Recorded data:

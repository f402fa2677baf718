use crate::resources::{IndexBufferHandle, ResourceAllocator, TileVertex, VertexBufferHandle};
use bevy::utils::HashMap;
use itertools::iproduct;

/// The level of detail of the four edges of a terrain tile.
///
/// Each divisor is a power of two and states how many of the tile's edge
/// quads are collapsed into one coarse segment, so that the edge lines up
/// with a neighbor of lower detail without gaps. A divisor of one leaves the
/// edge at the regular grid resolution.
///
/// The key hashes and compares by all four divisors and is used to cache
/// generated index buffers.
#[derive(Clone, Copy, PartialEq, Eq, Hash, Debug)]
pub struct EdgeTessellation {
    pub top: u16,
    pub bottom: u16,
    pub left: u16,
    pub right: u16,
}

impl EdgeTessellation {
    pub fn uniform(divisor: u16) -> Self {
        Self {
            top: divisor,
            bottom: divisor,
            left: divisor,
            right: divisor,
        }
    }

    /// Componentwise maximum, used to keep visible tiles hole free for the
    /// morph frame of a LOD switch.
    pub fn max(self, other: Self) -> Self {
        Self {
            top: self.top.max(other.top),
            bottom: self.bottom.max(other.bottom),
            left: self.left.max(other.left),
            right: self.right.max(other.right),
        }
    }
}

impl Default for EdgeTessellation {
    fn default() -> Self {
        Self::uniform(1)
    }
}

/// Generates and caches the vertex and index buffers for the tiles of one
/// terrain sheet.
///
/// All tiles share a single vertex buffer with the regular interior grid;
/// edge stitching only changes the triangulation, so one index buffer is
/// cached per [`EdgeTessellation`] key. Requesting a key marks it pending,
/// the actual buffers are built in the resource upload phase
/// ([`Self::load_resources`]) to batch GPU uploads.
pub struct SheetTessellator {
    tessellation: u16,
    indices: HashMap<EdgeTessellation, Option<IndexBufferHandle>>,
    needed_edges: Vec<EdgeTessellation>,
    vertices: Option<VertexBufferHandle>,
    index_scratch: Vec<u16>,
}

impl SheetTessellator {
    /// `tessellation` is the number of quads along a tile edge. It has to be
    /// a power of two so that edge divisors always split it evenly, and at
    /// most 128 so that the grid stays addressable with 16 bit indices.
    pub fn new(tessellation: u16) -> Self {
        assert!(
            tessellation.is_power_of_two() && tessellation <= 128,
            "tile tessellation must be a power of two of at most 128, got {tessellation}"
        );

        Self {
            tessellation,
            indices: HashMap::default(),
            needed_edges: Vec::new(),
            vertices: None,
            index_scratch: Vec::new(),
        }
    }

    pub fn tessellation(&self) -> u16 {
        self.tessellation
    }

    /// Marks the edge key for generation. Idempotent; a key that is already
    /// cached or pending is not generated twice.
    pub fn request_edge_tessellation(&mut self, edge: EdgeTessellation) {
        if !self.indices.contains_key(&edge) {
            self.indices.insert(edge, None);
            self.needed_edges.push(edge);
        }
    }

    pub fn is_tessellation_available(&self, edge: EdgeTessellation) -> bool {
        matches!(self.indices.get(&edge), Some(Some(_)))
    }

    pub fn index_buffer(&self, edge: EdgeTessellation) -> Option<IndexBufferHandle> {
        self.indices.get(&edge).copied().flatten()
    }

    pub fn vertex_buffer(&self) -> Option<VertexBufferHandle> {
        self.vertices
    }

    /// True while buffer generation is still outstanding.
    pub fn loading_required(&self) -> bool {
        !self.needed_edges.is_empty() || self.vertices.is_none()
    }

    /// Generates all pending buffers. Called from the upload phase, never
    /// from the LOD update itself.
    pub fn load_resources(&mut self, allocator: &dyn ResourceAllocator) {
        while let Some(edge) = self.needed_edges.pop() {
            self.generate_index_data(edge);
            let handle = allocator.create_index_buffer(&self.index_scratch);
            self.indices.insert(edge, Some(handle));
        }

        if self.vertices.is_none() {
            let vertices = self.generate_vertices();
            self.vertices = Some(allocator.create_vertex_buffer(&vertices));
        }
    }

    pub fn release_resources(&mut self, allocator: &dyn ResourceAllocator) {
        for handle in self.indices.drain().filter_map(|(_, handle)| handle) {
            allocator.release_index_buffer(handle);
        }
        self.needed_edges.clear();

        if let Some(handle) = self.vertices.take() {
            allocator.release_vertex_buffer(handle);
        }
    }

    fn generate_vertices(&self) -> Vec<TileVertex> {
        let tessellation = self.tessellation as u32;

        iproduct!(0..=tessellation, 0..=tessellation)
            .map(|(z, x)| TileVertex {
                position: [x as f32, 0.0, z as f32],
                normal: [0.0, 1.0, 0.0],
                uv: [
                    x as f32 / tessellation as f32,
                    z as f32 / tessellation as f32,
                ],
            })
            .collect()
    }

    fn generate_index_data(&mut self, edge: EdgeTessellation) {
        let tessellation = self.tessellation as i32;
        let row_len = tessellation + 1;
        self.index_scratch.clear();

        // the regular interior grid, leaving the outermost quad ring to the edge strips
        for (y, x) in iproduct!(1..row_len - 2, 1..row_len - 2) {
            let start = y * row_len + x;

            push_triangle(&mut self.index_scratch, start, start + row_len, start + row_len + 1, false);
            push_triangle(&mut self.index_scratch, start, start + row_len + 1, start + 1, false);
        }

        let scratch = &mut self.index_scratch;
        edge_strip(scratch, tessellation, edge.top as i32, 0, 1, row_len, false);
        edge_strip(scratch, tessellation, edge.bottom as i32, row_len * row_len - 1, -1, -row_len, false);
        edge_strip(scratch, tessellation, edge.left as i32, 0, row_len, 1, true);
        edge_strip(scratch, tessellation, edge.right as i32, row_len * row_len - 1, -row_len, -1, true);
    }
}

/// Triangulates one edge of the tile. Each coarse segment of `divisor` quads
/// becomes a fan anchored at its outer corner, consuming the extra vertices
/// of the finer grid row without leaving T-junctions.
fn edge_strip(
    scratch: &mut Vec<u16>,
    tessellation: i32,
    divisor: i32,
    start: i32,
    dx: i32,
    dy: i32,
    flip: bool,
) {
    let divisor = divisor.clamp(1, tessellation);
    let half = (divisor + 1) / 2;

    let mut bx = 0;
    while bx < tessellation {
        let base = start + dx * bx;
        let t_max = divisor.min(tessellation - bx - 1);

        let mut t = i32::from(bx == 0);
        while t < t_max {
            let anchor = base + dx * divisor * i32::from(t >= half);
            push_triangle(scratch, anchor, base + dx * t + dy, base + dx * (t + 1) + dy, flip);
            t += 1;
        }

        let half_block = half - i32::from(bx + half == tessellation);
        push_triangle(scratch, base, base + dx * half_block + dy, base + dx * divisor, flip);

        bx += divisor;
    }
}

fn push_triangle(scratch: &mut Vec<u16>, a: i32, b: i32, c: i32, flip: bool) {
    scratch.push(a as u16);
    if flip {
        scratch.push(c as u16);
        scratch.push(b as u16);
    } else {
        scratch.push(b as u16);
        scratch.push(c as u16);
    }
}
use bevy::math::DVec3;

/// A double precision axis aligned bounding box.
///
/// Terrain bounds are computed in world space, where planetary curvature
/// offsets exceed f32 precision by orders of magnitude.
#[derive(Clone, Copy, Debug, PartialEq)]
pub struct DAabb3 {
    pub min: DVec3,
    pub max: DVec3,
}

impl DAabb3 {
    pub fn new(min: DVec3, max: DVec3) -> Self {
        Self { min, max }
    }

    /// The smallest box containing all of the supplied points.
    pub fn bounding(points: impl IntoIterator<Item = DVec3>) -> Self {
        let mut points = points.into_iter();
        let first = points.next().expect("can not bound zero points");

        points.fold(Self::new(first, first), |bounds, point| {
            bounds.including(point)
        })
    }

    pub fn including(self, point: DVec3) -> Self {
        Self {
            min: self.min.min(point),
            max: self.max.max(point),
        }
    }

    pub fn union(self, other: Self) -> Self {
        Self {
            min: self.min.min(other.min),
            max: self.max.max(other.max),
        }
    }

    pub fn center(&self) -> DVec3 {
        (self.min + self.max) * 0.5
    }

    pub fn half_extents(&self) -> DVec3 {
        (self.max - self.min) * 0.5
    }

    /// Grows the box symmetrically around its center.
    pub fn scaled_about_center(self, factor: f64) -> Self {
        let center = self.center();
        let half_extents = self.half_extents() * factor;

        Self {
            min: center - half_extents,
            max: center + half_extents,
        }
    }

    /// Distance from the point to the closest surface of the box, zero if inside.
    pub fn distance_to_point(&self, point: DVec3) -> f64 {
        let closest = point.clamp(self.min, self.max);
        closest.distance(point)
    }

    pub fn intersects_sphere(&self, center: DVec3, radius: f64) -> bool {
        self.distance_to_point(center) < radius
    }
}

WORK INSTRUCTION: Within the records above, determine the number of lines that hold the word "segment" and return only that value.

ANSWER: 2